* **TASK ITEM**
Whatever the records below hold, copy it all out exactly.

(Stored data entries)
########################################
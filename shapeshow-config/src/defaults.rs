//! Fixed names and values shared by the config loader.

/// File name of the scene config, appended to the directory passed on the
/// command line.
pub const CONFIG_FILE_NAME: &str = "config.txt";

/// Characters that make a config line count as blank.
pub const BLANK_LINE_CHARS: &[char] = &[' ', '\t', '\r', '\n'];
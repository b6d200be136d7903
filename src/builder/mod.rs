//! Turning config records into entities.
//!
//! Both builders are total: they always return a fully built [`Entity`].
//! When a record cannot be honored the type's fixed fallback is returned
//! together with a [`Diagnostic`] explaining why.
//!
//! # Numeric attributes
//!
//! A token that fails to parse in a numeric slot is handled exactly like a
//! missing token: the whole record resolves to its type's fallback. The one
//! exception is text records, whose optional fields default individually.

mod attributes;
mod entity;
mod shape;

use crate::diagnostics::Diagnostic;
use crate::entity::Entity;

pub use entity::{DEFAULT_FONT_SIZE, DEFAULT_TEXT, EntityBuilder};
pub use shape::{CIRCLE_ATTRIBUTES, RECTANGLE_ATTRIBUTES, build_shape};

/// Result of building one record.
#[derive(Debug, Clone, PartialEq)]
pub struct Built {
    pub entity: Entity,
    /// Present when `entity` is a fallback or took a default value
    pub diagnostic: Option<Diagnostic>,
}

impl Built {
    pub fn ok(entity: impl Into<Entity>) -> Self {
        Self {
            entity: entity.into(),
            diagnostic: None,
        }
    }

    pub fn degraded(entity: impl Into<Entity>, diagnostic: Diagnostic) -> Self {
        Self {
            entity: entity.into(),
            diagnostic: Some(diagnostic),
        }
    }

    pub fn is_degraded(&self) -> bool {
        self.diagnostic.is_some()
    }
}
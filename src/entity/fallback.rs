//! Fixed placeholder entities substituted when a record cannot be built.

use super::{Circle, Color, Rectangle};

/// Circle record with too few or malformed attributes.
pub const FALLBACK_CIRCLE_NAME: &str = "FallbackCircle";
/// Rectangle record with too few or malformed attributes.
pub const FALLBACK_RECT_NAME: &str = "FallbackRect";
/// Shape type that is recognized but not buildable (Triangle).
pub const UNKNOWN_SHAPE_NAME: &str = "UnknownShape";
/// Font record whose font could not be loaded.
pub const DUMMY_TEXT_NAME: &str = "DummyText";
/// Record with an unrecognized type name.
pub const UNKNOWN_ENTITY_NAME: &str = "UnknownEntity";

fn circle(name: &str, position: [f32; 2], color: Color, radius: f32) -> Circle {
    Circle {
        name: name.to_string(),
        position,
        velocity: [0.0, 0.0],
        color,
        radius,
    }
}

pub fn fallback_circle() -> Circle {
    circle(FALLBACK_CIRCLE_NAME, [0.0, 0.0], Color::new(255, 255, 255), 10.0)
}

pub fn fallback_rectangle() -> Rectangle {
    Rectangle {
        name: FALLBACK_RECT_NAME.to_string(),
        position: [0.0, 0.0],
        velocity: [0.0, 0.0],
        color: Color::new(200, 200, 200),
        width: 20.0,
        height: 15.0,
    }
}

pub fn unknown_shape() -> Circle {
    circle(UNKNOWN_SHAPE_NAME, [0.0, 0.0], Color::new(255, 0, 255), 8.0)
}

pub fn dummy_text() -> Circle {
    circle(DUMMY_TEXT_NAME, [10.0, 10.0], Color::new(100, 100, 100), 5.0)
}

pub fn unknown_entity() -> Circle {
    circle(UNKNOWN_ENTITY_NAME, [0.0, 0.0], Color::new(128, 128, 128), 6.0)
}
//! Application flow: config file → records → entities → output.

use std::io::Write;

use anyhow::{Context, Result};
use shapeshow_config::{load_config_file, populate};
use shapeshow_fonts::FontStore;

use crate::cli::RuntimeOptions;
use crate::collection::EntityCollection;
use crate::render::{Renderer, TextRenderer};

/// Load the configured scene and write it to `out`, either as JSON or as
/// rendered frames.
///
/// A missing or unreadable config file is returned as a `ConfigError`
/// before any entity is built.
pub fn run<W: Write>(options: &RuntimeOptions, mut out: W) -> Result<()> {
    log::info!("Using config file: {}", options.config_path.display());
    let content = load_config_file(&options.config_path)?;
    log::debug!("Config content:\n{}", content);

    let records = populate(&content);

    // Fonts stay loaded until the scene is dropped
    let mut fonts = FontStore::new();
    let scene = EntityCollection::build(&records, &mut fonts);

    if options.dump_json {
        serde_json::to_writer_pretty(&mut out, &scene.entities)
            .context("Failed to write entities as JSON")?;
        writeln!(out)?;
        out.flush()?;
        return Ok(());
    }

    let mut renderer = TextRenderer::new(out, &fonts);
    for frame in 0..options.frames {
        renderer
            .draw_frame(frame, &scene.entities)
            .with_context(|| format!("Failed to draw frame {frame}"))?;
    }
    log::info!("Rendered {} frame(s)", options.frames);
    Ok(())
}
########################################
* **RESPONSE FOR THIS EXERCISE**
filename shapeshow-config/src/defaults.rs
//! Fixed names and values shared by the config loader.

/// File name of the scene config, appended to the directory passed on the
/// command line.
pub const CONFIG_FILE_NAME: &str = "config.txt";

/// Characters that make a config line count as blank.
pub const BLANK_LINE_CHARS: &[char] = &[' ', '\t', '\r', '\n'];
repository b6d200be136d7903
filename src/builder/mod.rs
//! Turning config records into entities.
//!
//! Both builders are total: they always return a fully built [`Entity`].
//! When a record cannot be honored the type's fixed fallback is returned
//! together with a [`Diagnostic`] explaining why.
//!
//! # Numeric attributes
//!
//! A token that fails to parse in a numeric slot is handled exactly like a
//! missing token: the whole record resolves to its type's fallback. The one
//! exception is text records, whose optional fields default individually.

mod attributes;
mod entity;
mod shape;

use crate::diagnostics::Diagnostic;
use crate::entity::Entity;

pub use entity::{DEFAULT_FONT_SIZE, DEFAULT_TEXT, EntityBuilder};
pub use shape::{CIRCLE_ATTRIBUTES, RECTANGLE_ATTRIBUTES, build_shape};

/// Result of building one record.
#[derive(Debug, Clone, PartialEq)]
pub struct Built {
    pub entity: Entity,
    /// Present when `entity` is a fallback or took a default value
    pub diagnostic: Option<Diagnostic>,
}

impl Built {
    pub fn ok(entity: impl Into<Entity>) -> Self {
        Self {
            entity: entity.into(),
            diagnostic: None,
        }
    }

    pub fn degraded(entity: impl Into<Entity>, diagnostic: Diagnostic) -> Self {
        Self {
            entity: entity.into(),
            diagnostic: Some(diagnostic),
        }
    }

    pub fn is_degraded(&self) -> bool {
        self.diagnostic.is_some()
    }
}
filename src/entity/fallback.rs
//! Fixed placeholder entities substituted when a record cannot be built.

use super::{Circle, Color, Rectangle};

/// Circle record with too few or malformed attributes.
pub const FALLBACK_CIRCLE_NAME: &str = "FallbackCircle";
/// Rectangle record with too few or malformed attributes.
pub const FALLBACK_RECT_NAME: &str = "FallbackRect";
/// Shape type that is recognized but not buildable (Triangle).
pub const UNKNOWN_SHAPE_NAME: &str = "UnknownShape";
/// Font record whose font could not be loaded.
pub const DUMMY_TEXT_NAME: &str = "DummyText";
/// Record with an unrecognized type name.
pub const UNKNOWN_ENTITY_NAME: &str = "UnknownEntity";

fn circle(name: &str, position: [f32; 2], color: Color, radius: f32) -> Circle {
    Circle {
        name: name.to_string(),
        position,
        velocity: [0.0, 0.0],
        color,
        radius,
    }
}

pub fn fallback_circle() -> Circle {
    circle(FALLBACK_CIRCLE_NAME, [0.0, 0.0], Color::new(255, 255, 255), 10.0)
}

pub fn fallback_rectangle() -> Rectangle {
    Rectangle {
        name: FALLBACK_RECT_NAME.to_string(),
        position: [0.0, 0.0],
        velocity: [0.0, 0.0],
        color: Color::new(200, 200, 200),
        width: 20.0,
        height: 15.0,
    }
}

pub fn unknown_shape() -> Circle {
    circle(UNKNOWN_SHAPE_NAME, [0.0, 0.0], Color::new(255, 0, 255), 8.0)
}

pub fn dummy_text() -> Circle {
    circle(DUMMY_TEXT_NAME, [10.0, 10.0], Color::new(100, 100, 100), 5.0)
}

pub fn unknown_entity() -> Circle {
    circle(UNKNOWN_ENTITY_NAME, [0.0, 0.0], Color::new(128, 128, 128), 6.0)
}
//! Application flow: config file → records → entities → output.

use std::io::Write;

use anyhow::{Context, Result};
use shapeshow_config::{load_config_file, populate};
use shapeshow_fonts::FontStore;

use crate::cli::RuntimeOptions;
use crate::collection::EntityCollection;
use crate::render::{Renderer, TextRenderer};

/// Load the configured scene and write it to `out`, either as JSON or as
/// rendered frames.
///
/// A missing or unreadable config file is returned as a `ConfigError`
/// before any entity is built.
pub fn run<W: Write>(options: &RuntimeOptions, mut out: W) -> Result<()> {
    log::info!("Using config file: {}", options.config_path.display());
    let content = load_config_file(&options.config_path)?;
    log::debug!("Config content:\n{}", content);

    let records = populate(&content);

    // Fonts stay loaded until the scene is dropped
    let mut fonts = FontStore::new();
    let scene = EntityCollection::build(&records, &mut fonts);

    if options.dump_json {
        serde_json::to_writer_pretty(&mut out, &scene.entities)
            .context("Failed to write entities as JSON")?;
        writeln!(out)?;
        out.flush()?;
        return Ok(());
    }

    let mut renderer = TextRenderer::new(out, &fonts);
    for frame in 0..options.frames {
        renderer
            .draw_frame(frame, &scene.entities)
            .with_context(|| format!("Failed to draw frame {frame}"))?;
    }
    log::info!("Rendered {} frame(s)", options.frames);
    Ok(())
}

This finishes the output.